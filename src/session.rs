//! Session wiring
//!
//! Builds the credential store, notification gateway, update bus, REST client
//! and connection manager once and connects them: alerts flow from the bus
//! into the gateway inbox, and a 401 from any REST call disconnects the live
//! channel.

use crate::api::{ApiClient, ApiError};
use crate::bus::UpdateBus;
use crate::config::Config;
use crate::connection::{ConnectionManager, ConnectionState, Connector, WsConnector};
use crate::credentials::{CredentialStore, FileStorage, KeyValueStorage, UserRef};
use crate::notify::{
    spawn_inbox, ConsolePlatform, NotificationGateway, NotificationPlatform, Permission,
};
use std::sync::Arc;
use tokio::sync::broadcast::error::RecvError;
use tokio::task::JoinHandle;

/// A running client session
pub struct Session {
    store: Arc<CredentialStore>,
    api: Arc<ApiClient>,
    bus: UpdateBus,
    gateway: Arc<NotificationGateway>,
    manager: Arc<ConnectionManager>,
    tasks: Vec<JoinHandle<()>>,
}

impl Session {
    /// Start a session with injected collaborators; must run inside a tokio runtime
    pub fn start(
        config: &Config,
        storage: Arc<dyn KeyValueStorage>,
        platform: Arc<dyn NotificationPlatform>,
        connector: Arc<dyn Connector>,
    ) -> Result<Self, ApiError> {
        let store = Arc::new(
            CredentialStore::new(storage)
                .with_validity(chrono::Duration::hours(config.session.validity_hours)),
        );
        let api = Arc::new(ApiClient::new(&config.server, Arc::clone(&store))?);

        let gateway = Arc::new(NotificationGateway::new(
            platform,
            config.notifications.to_gateway_config(),
        ));
        let (inbox, inbox_task) = spawn_inbox(Arc::clone(&gateway));
        let bus = UpdateBus::with_alert_sink(Arc::new(inbox.clone()));

        let manager = Arc::new(ConnectionManager::spawn(
            config
                .connection
                .to_connection_config(&config.server.base_url),
            connector,
            Arc::clone(&store),
            bus.clone(),
            inbox,
        ));

        let watcher = spawn_unauthorized_watcher(&api, Arc::clone(&manager));

        Ok(Self {
            store,
            api,
            bus,
            gateway,
            manager,
            tasks: vec![inbox_task, watcher],
        })
    }

    /// Start a session with file storage, console notifications and a websocket transport
    pub fn from_config(config: &Config) -> Result<Self, ApiError> {
        Self::start(
            config,
            Arc::new(FileStorage::new(config.session.storage_path.clone())),
            Arc::new(ConsolePlatform::new()),
            Arc::new(WsConnector::new()),
        )
    }

    /// Log in, store the credential and open the live connection
    pub async fn login(&self, email: &str, password: &str) -> Result<UserRef, ApiError> {
        let user = self.api.login(email, password).await?;
        self.manager.connect();
        Ok(user)
    }

    /// Close the live connection, then forget the credential
    pub async fn logout(&self) {
        self.manager.disconnect_and_wait().await;
        self.store.clear();
        tracing::info!("Logged out");
    }

    /// Connect with the stored credential
    pub fn connect(&self) {
        self.manager.connect();
    }

    /// Drop the live connection
    pub fn disconnect(&self) {
        self.manager.disconnect();
    }

    /// Forward a user interaction to the gateway
    pub async fn on_user_interaction(&self) -> Permission {
        self.gateway.on_user_interaction().await
    }

    /// Current connection state
    pub fn state(&self) -> ConnectionState {
        self.manager.state()
    }

    /// Bus carrying ticks, alerts and connection state
    pub fn bus(&self) -> &UpdateBus {
        &self.bus
    }

    /// REST client sharing this session's credential store
    pub fn api(&self) -> &ApiClient {
        &self.api
    }

    /// Credential store read by the API client and the connection
    pub fn store(&self) -> &CredentialStore {
        &self.store
    }

    /// Gateway that turns alerts and status changes into desktop notifications
    pub fn gateway(&self) -> &NotificationGateway {
        &self.gateway
    }

    /// Connection manager driving the quote socket
    pub fn manager(&self) -> &ConnectionManager {
        &self.manager
    }
}

impl Drop for Session {
    fn drop(&mut self) {
        for task in &self.tasks {
            task.abort();
        }
    }
}

fn spawn_unauthorized_watcher(api: &ApiClient, manager: Arc<ConnectionManager>) -> JoinHandle<()> {
    let mut rx = api.subscribe_unauthorized();
    tokio::spawn(async move {
        loop {
            match rx.recv().await {
                Ok(()) | Err(RecvError::Lagged(_)) => {
                    tracing::info!("Session rejected by server, disconnecting");
                    manager.disconnect();
                }
                Err(RecvError::Closed) => break,
            }
        }
    })
}
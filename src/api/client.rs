//! REST client for the quote server
//!
//! Every request carries the stored bearer token. A 401 from any endpoint
//! clears the credential store and fires the unauthorized signal so the
//! session can tear down the live connection.

use super::types::{
    AuthResponse, CheckResponse, Envelope, ErrorBody, FavoriteEntry, FavoritesResponse,
    LoginRequest, NewAlert, NewPosition, Position, PriceAlert, RegisterRequest, RegisterResponse,
    SearchResponse, SearchResult,
};
use crate::config::ServerConfig;
use crate::credentials::{CredentialStore, StorageError, UserRef};
use crate::telemetry::{self, CounterMetric};
use reqwest::{Client, RequestBuilder, StatusCode};
use serde::de::DeserializeOwned;
use serde_json::json;
use std::sync::Arc;
use thiserror::Error;
use tokio::sync::broadcast;

/// REST failures
#[derive(Debug, Error)]
pub enum ApiError {
    /// Network or decoding failure
    #[error("HTTP error: {0}")]
    Http(#[from] reqwest::Error),
    /// Server rejected the credential; it has been cleared
    #[error("Unauthorized")]
    Unauthorized,
    /// Any other non-success status
    #[error("Server returned {status}: {message}")]
    Status {
        /// HTTP status code
        status: u16,
        /// Server-provided reason
        message: String,
    },
    /// Login succeeded but the credential could not be saved
    #[error("Failed to store credential: {0}")]
    Storage(#[from] StorageError),
}

/// Client for the REST endpoints
pub struct ApiClient {
    base_url: String,
    client: Client,
    store: Arc<CredentialStore>,
    unauthorized: broadcast::Sender<()>,
}

impl ApiClient {
    /// Create a client for the configured server
    pub fn new(config: &ServerConfig, store: Arc<CredentialStore>) -> Result<Self, ApiError> {
        let client = Client::builder()
            .timeout(config.request_timeout())
            .build()?;
        let (unauthorized, _) = broadcast::channel(16);

        Ok(Self {
            base_url: config.base_url.trim_end_matches('/').to_string(),
            client,
            store,
            unauthorized,
        })
    }

    /// Receiver fired every time a request comes back 401
    pub fn subscribe_unauthorized(&self) -> broadcast::Receiver<()> {
        self.unauthorized.subscribe()
    }

    /// Base URL requests are sent to
    pub fn base_url(&self) -> &str {
        &self.base_url
    }

    fn url(&self, path: &str) -> String {
        format!("{}{}", self.base_url, path)
    }

    fn authorize(&self, request: RequestBuilder) -> RequestBuilder {
        match self.store.token() {
            Some(token) => request.bearer_auth(token),
            None => request,
        }
    }

    async fn execute(&self, request: RequestBuilder) -> Result<reqwest::Response, ApiError> {
        let response = self.authorize(request).send().await?;
        let status = response.status();

        if status == StatusCode::UNAUTHORIZED {
            tracing::warn!("Credential rejected by server, clearing stored session");
            self.store.clear();
            telemetry::increment(CounterMetric::Unauthorized);
            let _ = self.unauthorized.send(());
            return Err(ApiError::Unauthorized);
        }

        if !status.is_success() {
            let body: ErrorBody = response.json().await.unwrap_or_default();
            let message = body
                .error
                .or(body.message)
                .unwrap_or_else(|| status.canonical_reason().unwrap_or("").to_string());
            return Err(ApiError::Status {
                status: status.as_u16(),
                message,
            });
        }

        Ok(response)
    }

    async fn fetch<T: DeserializeOwned>(&self, request: RequestBuilder) -> Result<T, ApiError> {
        Ok(self.execute(request).await?.json().await?)
    }

    /// Log in and store the returned credential
    pub async fn login(&self, email: &str, password: &str) -> Result<UserRef, ApiError> {
        let request = self
            .client
            .post(self.url("/api/auth/login"))
            .json(&LoginRequest { email, password });
        let auth: AuthResponse = self.fetch(request).await?;

        self.store.set_credential(&auth.token, &auth.user)?;
        tracing::info!(user = %auth.user.username, "Logged in");
        Ok(auth.user)
    }

    /// Create an account; stores a credential if the server returns one
    pub async fn register(
        &self,
        name: &str,
        email: &str,
        password: &str,
    ) -> Result<RegisterResponse, ApiError> {
        let request = self
            .client
            .post(self.url("/api/auth/register"))
            .json(&RegisterRequest {
                name,
                email,
                password,
            });
        let response: RegisterResponse = self.fetch(request).await?;

        if let Some(token) = &response.token {
            let user = response.user.clone().unwrap_or_default();
            self.store.set_credential(token, &user)?;
            tracing::info!(user = %user.username, "Registered and logged in");
        }
        Ok(response)
    }

    /// Ask the server whether the stored credential is still valid
    pub async fn check(&self) -> Result<Option<UserRef>, ApiError> {
        let request = self.client.get(self.url("/api/auth/check"));
        let response: CheckResponse = self.fetch(request).await?;
        Ok(response.user)
    }

    /// Favorite symbols
    pub async fn favorites(&self) -> Result<Vec<String>, ApiError> {
        let request = self.client.get(self.url("/api/favorites"));
        let response: FavoritesResponse = self.fetch(request).await?;
        Ok(response
            .favorites
            .into_iter()
            .map(FavoriteEntry::into_symbol)
            .collect())
    }

    /// Add a favorite symbol
    pub async fn add_favorite(&self, symbol: &str) -> Result<(), ApiError> {
        let request = self
            .client
            .post(self.url("/api/favorites/add"))
            .json(&json!({ "symbol": symbol }));
        self.execute(request).await?;
        Ok(())
    }

    /// Remove a favorite symbol
    pub async fn remove_favorite(&self, symbol: &str) -> Result<(), ApiError> {
        let request = self
            .client
            .delete(self.url(&format!("/api/favorites/remove/{}", symbol)));
        self.execute(request).await?;
        Ok(())
    }

    /// Open positions
    pub async fn positions(&self) -> Result<Vec<Position>, ApiError> {
        let request = self.client.get(self.url("/api/positions"));
        let envelope: Envelope<Vec<Position>> = self.fetch(request).await?;
        Ok(envelope.data)
    }

    /// Position in one symbol; `None` when there is no holding
    pub async fn position(&self, symbol: &str) -> Result<Option<Position>, ApiError> {
        let request = self
            .client
            .get(self.url(&format!("/api/positions/{}", symbol)));
        match self.fetch::<Envelope<Option<Position>>>(request).await {
            Ok(envelope) => Ok(envelope.data),
            Err(ApiError::Status { status: 404, .. }) => Ok(None),
            Err(e) => Err(e),
        }
    }

    /// Create or replace the position in a symbol
    pub async fn save_position(&self, position: &NewPosition) -> Result<Position, ApiError> {
        let request = self.client.post(self.url("/api/positions")).json(position);
        let envelope: Envelope<Position> = self.fetch(request).await?;
        tracing::info!(symbol = %envelope.data.symbol, "Position saved");
        Ok(envelope.data)
    }

    /// Close the position in a symbol
    pub async fn delete_position(&self, symbol: &str) -> Result<(), ApiError> {
        let request = self
            .client
            .delete(self.url(&format!("/api/positions/{}", symbol)));
        self.execute(request).await?;
        tracing::info!(symbol, "Position deleted");
        Ok(())
    }

    /// All alert definitions
    pub async fn alerts(&self) -> Result<Vec<PriceAlert>, ApiError> {
        let request = self.client.get(self.url("/api/alerts"));
        let envelope: Envelope<Vec<PriceAlert>> = self.fetch(request).await?;
        Ok(envelope.data)
    }

    /// Alert definitions for one symbol
    pub async fn alerts_for(&self, symbol: &str) -> Result<Vec<PriceAlert>, ApiError> {
        let request = self
            .client
            .get(self.url(&format!("/api/alerts/stock/{}", symbol)));
        let envelope: Envelope<Vec<PriceAlert>> = self.fetch(request).await?;
        Ok(envelope.data)
    }

    /// Define a price alert
    pub async fn create_alert(&self, alert: &NewAlert) -> Result<PriceAlert, ApiError> {
        let request = self.client.post(self.url("/api/alerts")).json(alert);
        let envelope: Envelope<PriceAlert> = self.fetch(request).await?;
        tracing::info!(id = %envelope.data.id, symbol = %envelope.data.symbol, "Alert created");
        Ok(envelope.data)
    }

    /// Remove a price alert by id
    pub async fn delete_alert(&self, id: &str) -> Result<(), ApiError> {
        let request = self.client.delete(self.url(&format!("/api/alerts/{}", id)));
        self.execute(request).await?;
        tracing::info!(id, "Alert deleted");
        Ok(())
    }

    /// Search listed stocks; a blank query matches nothing and sends no request
    pub async fn search(&self, query: &str) -> Result<Vec<SearchResult>, ApiError> {
        let query = query.trim();
        if query.is_empty() {
            return Ok(Vec::new());
        }
        let request = self
            .client
            .get(self.url("/api/search/search"))
            .query(&[("q", query)]);
        let response: SearchResponse = self.fetch(request).await?;
        Ok(response.data.unwrap_or_default())
    }
}
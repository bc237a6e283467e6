//! REST request and response types

use crate::credentials::UserRef;
use rust_decimal::Decimal;
use rust_decimal_macros::dec;
use serde::{Deserialize, Serialize};

/// Broker commission charged on a sale
pub const BROKER_COMMISSION: Decimal = dec!(0.0097);
/// Margin a position should clear before selling
pub const PROFIT_MARGIN: Decimal = dec!(0.0101);

/// Login body
#[derive(Debug, Clone, Serialize)]
pub struct LoginRequest<'a> {
    pub email: &'a str,
    pub password: &'a str,
}

/// Registration body
#[derive(Debug, Clone, Serialize)]
pub struct RegisterRequest<'a> {
    pub name: &'a str,
    pub email: &'a str,
    pub password: &'a str,
}

/// Successful login
#[derive(Debug, Clone, Deserialize)]
pub struct AuthResponse {
    pub token: String,
    #[serde(default)]
    pub user: UserRef,
}

/// Registration result; some servers log the new user straight in
#[derive(Debug, Clone, Default, Deserialize)]
pub struct RegisterResponse {
    #[serde(default)]
    pub token: Option<String>,
    #[serde(default)]
    pub user: Option<UserRef>,
    #[serde(default)]
    pub message: Option<String>,
}

/// Session check result
#[derive(Debug, Clone, Default, Deserialize)]
pub struct CheckResponse {
    #[serde(default)]
    pub user: Option<UserRef>,
}

/// `{ "data": ... }` envelope used by the position and alert endpoints
#[derive(Debug, Deserialize)]
pub(crate) struct Envelope<T> {
    pub data: T,
}

/// Search response; the server omits `data` when nothing matched
#[derive(Debug, Deserialize)]
pub(crate) struct SearchResponse {
    #[serde(default)]
    pub data: Option<Vec<SearchResult>>,
}

/// `{ "favorites": [...] }` response
#[derive(Debug, Deserialize)]
pub(crate) struct FavoritesResponse {
    #[serde(default)]
    pub favorites: Vec<FavoriteEntry>,
}

/// A favorite is either a bare symbol or an object carrying one
#[derive(Debug, Deserialize)]
#[serde(untagged)]
pub(crate) enum FavoriteEntry {
    Symbol(String),
    Detailed { symbol: String },
}

impl FavoriteEntry {
    pub fn into_symbol(self) -> String {
        match self {
            FavoriteEntry::Symbol(symbol) | FavoriteEntry::Detailed { symbol } => symbol,
        }
    }
}

/// Error body returned by the server
#[derive(Debug, Default, Deserialize)]
pub(crate) struct ErrorBody {
    #[serde(default)]
    pub error: Option<String>,
    #[serde(default)]
    pub message: Option<String>,
}

/// Holding in one symbol
#[derive(Debug, Clone, PartialEq, Serialize, Deserialize)]
#[serde(rename_all = "camelCase")]
pub struct Position {
    pub symbol: String,
    pub quantity: Decimal,
    pub purchase_price: Decimal,
    #[serde(default)]
    pub total_investment: Option<Decimal>,
}

impl Position {
    /// Sale price that covers the commission and clears the margin
    pub fn target_price(&self) -> Decimal {
        self.purchase_price * (Decimal::ONE + PROFIT_MARGIN) / (Decimal::ONE - BROKER_COMMISSION)
    }

    /// Amount paid for the position
    pub fn invested(&self) -> Decimal {
        self.total_investment
            .unwrap_or(self.quantity * self.purchase_price)
    }

    /// Market value at `price`
    pub fn current_value(&self, price: Decimal) -> Decimal {
        self.quantity * price
    }

    /// Unrealized profit or loss at `price`
    pub fn profit_loss(&self, price: Decimal) -> Decimal {
        self.current_value(price) - self.invested()
    }

    /// Unrealized profit or loss as a percentage; `None` for a zero investment
    pub fn profit_loss_pct(&self, price: Decimal) -> Option<Decimal> {
        let invested = self.invested();
        if invested.is_zero() {
            return None;
        }
        Some(self.profit_loss(price) / invested * dec!(100))
    }
}

/// Price alert definition
#[derive(Debug, Clone, PartialEq, Serialize, Deserialize)]
#[serde(rename_all = "camelCase")]
pub struct PriceAlert {
    #[serde(alias = "_id", default)]
    pub id: String,
    pub symbol: String,
    pub alert_type: String,
    pub target_price: Decimal,
    #[serde(default)]
    pub percentage_change: Option<Decimal>,
    #[serde(default)]
    pub is_triggered: bool,
}

/// Direction of a price alert
#[derive(Debug, Clone, Copy, PartialEq, Eq, Serialize, Deserialize)]
#[serde(rename_all = "lowercase")]
pub enum AlertType {
    Buy,
    Sell,
}

/// Body for creating or replacing the position in a symbol
#[derive(Debug, Clone, PartialEq, Serialize)]
#[serde(rename_all = "camelCase")]
pub struct NewPosition {
    pub symbol: String,
    #[serde(with = "rust_decimal::serde::float")]
    pub quantity: Decimal,
    #[serde(with = "rust_decimal::serde::float")]
    pub purchase_price: Decimal,
}

/// Body for creating a price alert
#[derive(Debug, Clone, PartialEq, Serialize)]
#[serde(rename_all = "camelCase")]
pub struct NewAlert {
    pub symbol: String,
    pub alert_type: AlertType,
    #[serde(with = "rust_decimal::serde::float")]
    pub target_price: Decimal,
    #[serde(with = "rust_decimal::serde::float_option")]
    pub percentage_change: Option<Decimal>,
}

/// One stock search hit
#[derive(Debug, Clone, PartialEq, Deserialize)]
pub struct SearchResult {
    pub symbol: String,
    #[serde(default)]
    pub name: Option<String>,
    #[serde(default)]
    pub price: Option<Decimal>,
}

####################

◆ **ASSIGNED TASK**:
Pull out each line of the listing that holds the string "nothing".

◆ **TASK ANSWER**:
    /// Search listed stocks; a blank query matches nothing and sends no request
/// Search response; the server omits `data` when nothing matched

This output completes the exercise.